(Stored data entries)
//! Bounded playback queue
//!
//! FIFO of decoded buffers waiting for the scheduler. Bounded two ways:
//! by entry count and by estimated memory (`rate × channels × duration × 4`).
//! After every mutation both `len() ≤ max_count` and
//! `estimated_bytes() ≤ max_memory_bytes` hold.
//!
//! Overflow evicts the oldest entries. Evicted storage goes back to the
//! [`BufferPool`].
//!
//! The queue itself is not synchronized; the engine shares it as
//! [`SharedQueue`] and keeps critical sections short.

use crate::audio::types::DecodedBuffer;
use crate::playback::buffer_pool::BufferPool;
use parking_lot::Mutex;
use std::collections::VecDeque;
use std::sync::Arc;
use tokio::time::Instant;
use tracing::{debug, warn};

/// Entries kept by an emergency cleanup
pub const EMERGENCY_KEEP: usize = 5;

/// Queue shared between the decode pipeline, scheduler and recovery
pub type SharedQueue = Arc<Mutex<PlaybackQueue>>;

/// One queued buffer
#[derive(Debug)]
pub struct QueueEntry {
    pub buffer: DecodedBuffer,
    pub enqueued_at: Instant,
    estimated_bytes: u64,
}

/// Bounded FIFO of decoded buffers
pub struct PlaybackQueue {
    entries: VecDeque<QueueEntry>,
    pool: Arc<BufferPool>,
    max_count: usize,
    max_memory_bytes: u64,
    estimated_bytes: u64,
    evicted: u64,
}

impl PlaybackQueue {
    /// Create an empty queue
    pub fn new(max_count: usize, max_memory_bytes: u64, pool: Arc<BufferPool>) -> Self {
        Self {
            entries: VecDeque::with_capacity(max_count),
            pool,
            max_count: max_count.max(1),
            max_memory_bytes,
            estimated_bytes: 0,
            evicted: 0,
        }
    }

    /// Wrap in the shared handle used across the engine
    pub fn shared(self) -> SharedQueue {
        Arc::new(Mutex::new(self))
    }

    /// Append a buffer, evicting from the head to make room.
    ///
    /// Returns false (and recycles the storage) if the buffer alone exceeds
    /// the memory budget.
    pub fn enqueue(&mut self, buffer: DecodedBuffer) -> bool {
        let bytes = buffer.estimated_bytes();
        if bytes > self.max_memory_bytes {
            warn!(
                "Refusing buffer #{}: {} bytes exceeds memory budget of {} bytes",
                buffer.sequence, bytes, self.max_memory_bytes
            );
            self.pool.release_buffer(buffer);
            return false;
        }

        while self.estimated_bytes + bytes > self.max_memory_bytes {
            if !self.evict_head() {
                break;
            }
        }
        while self.entries.len() >= self.max_count {
            if !self.evict_head() {
                break;
            }
        }

        self.estimated_bytes += bytes;
        self.entries.push_back(QueueEntry {
            buffer,
            enqueued_at: Instant::now(),
            estimated_bytes: bytes,
        });
        true
    }

    /// Remove and return the oldest buffer
    pub fn dequeue(&mut self) -> Option<DecodedBuffer> {
        let entry = self.entries.pop_front()?;
        self.estimated_bytes = self.estimated_bytes.saturating_sub(entry.estimated_bytes);
        Some(entry.buffer)
    }

    /// Number of queued buffers
    pub fn size(&self) -> usize {
        self.entries.len()
    }

    /// True if nothing is queued
    pub fn is_empty(&self) -> bool {
        self.entries.is_empty()
    }

    /// Total queued audio in seconds
    pub fn total_duration(&self) -> f64 {
        self.entries.iter().map(|e| e.buffer.duration).sum()
    }

    /// Drain every entry into the buffer pool
    pub fn clear(&mut self) {
        for entry in self.entries.drain(..) {
            self.pool.release_buffer(entry.buffer);
        }
        self.estimated_bytes = 0;
    }

    /// Keep only the most recent entries and empty the buffer pool.
    ///
    /// Returns the number of entries discarded.
    pub fn emergency_cleanup(&mut self) -> usize {
        let excess = self.entries.len().saturating_sub(EMERGENCY_KEEP);
        for entry in self.entries.drain(..excess) {
            self.estimated_bytes = self.estimated_bytes.saturating_sub(entry.estimated_bytes);
        }
        self.evicted += excess as u64;
        self.pool.clear();
        warn!(
            "Emergency cleanup: discarded {} buffers, {} remain",
            excess,
            self.entries.len()
        );
        excess
    }

    /// Apply a new count limit, evicting from the head if necessary
    pub fn set_max_count(&mut self, max_count: usize) {
        self.max_count = max_count.max(1);
        while self.entries.len() > self.max_count {
            self.evict_head();
        }
        debug!("Queue max count set to {}", self.max_count);
    }

    /// Current count limit
    pub fn max_count(&self) -> usize {
        self.max_count
    }

    /// Memory budget in bytes
    pub fn max_memory_bytes(&self) -> u64 {
        self.max_memory_bytes
    }

    /// Estimated memory of all queued buffers
    pub fn estimated_bytes(&self) -> u64 {
        self.estimated_bytes
    }

    /// Fill ratio by count (0.0..=1.0)
    pub fn occupancy(&self) -> f64 {
        self.entries.len() as f64 / self.max_count as f64
    }

    /// Fill ratio by estimated memory (0.0..=1.0)
    pub fn memory_occupancy(&self) -> f64 {
        if self.max_memory_bytes == 0 {
            return 1.0;
        }
        self.estimated_bytes as f64 / self.max_memory_bytes as f64
    }

    /// Buffers evicted by overflow or emergency cleanup
    pub fn evicted_count(&self) -> u64 {
        self.evicted
    }

    /// Buffer pool backing this queue
    pub fn pool(&self) -> &Arc<BufferPool> {
        &self.pool
    }

    fn evict_head(&mut self) -> bool {
        match self.entries.pop_front() {
            Some(entry) => {
                self.estimated_bytes = self.estimated_bytes.saturating_sub(entry.estimated_bytes);
                self.evicted += 1;
                debug!("Evicted buffer #{} from queue head", entry.buffer.sequence);
                self.pool.release_buffer(entry.buffer);
                true
            }
            None => false,
        }
    }
}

• WHAT IS NEEDED:
An exact copy of the lines above, from the one containing "audio in seconds" through the one containing "for entry in self.entries.drain(..excess)", is the whole of the answer.

• RESPONSE TO THIS EXERCISE:
    /// Total queued audio in seconds
    pub fn total_duration(&self) -> f64 {
        self.entries.iter().map(|e| e.buffer.duration).sum()
    }

    /// Drain every entry into the buffer pool
    pub fn clear(&mut self) {
        for entry in self.entries.drain(..) {
            self.pool.release_buffer(entry.buffer);
        }
        self.estimated_bytes = 0;
    }

    /// Keep only the most recent entries and empty the buffer pool.
    ///
    /// Returns the number of entries discarded.
    pub fn emergency_cleanup(&mut self) -> usize {
        let excess = self.entries.len().saturating_sub(EMERGENCY_KEEP);
        for entry in self.entries.drain(..excess) {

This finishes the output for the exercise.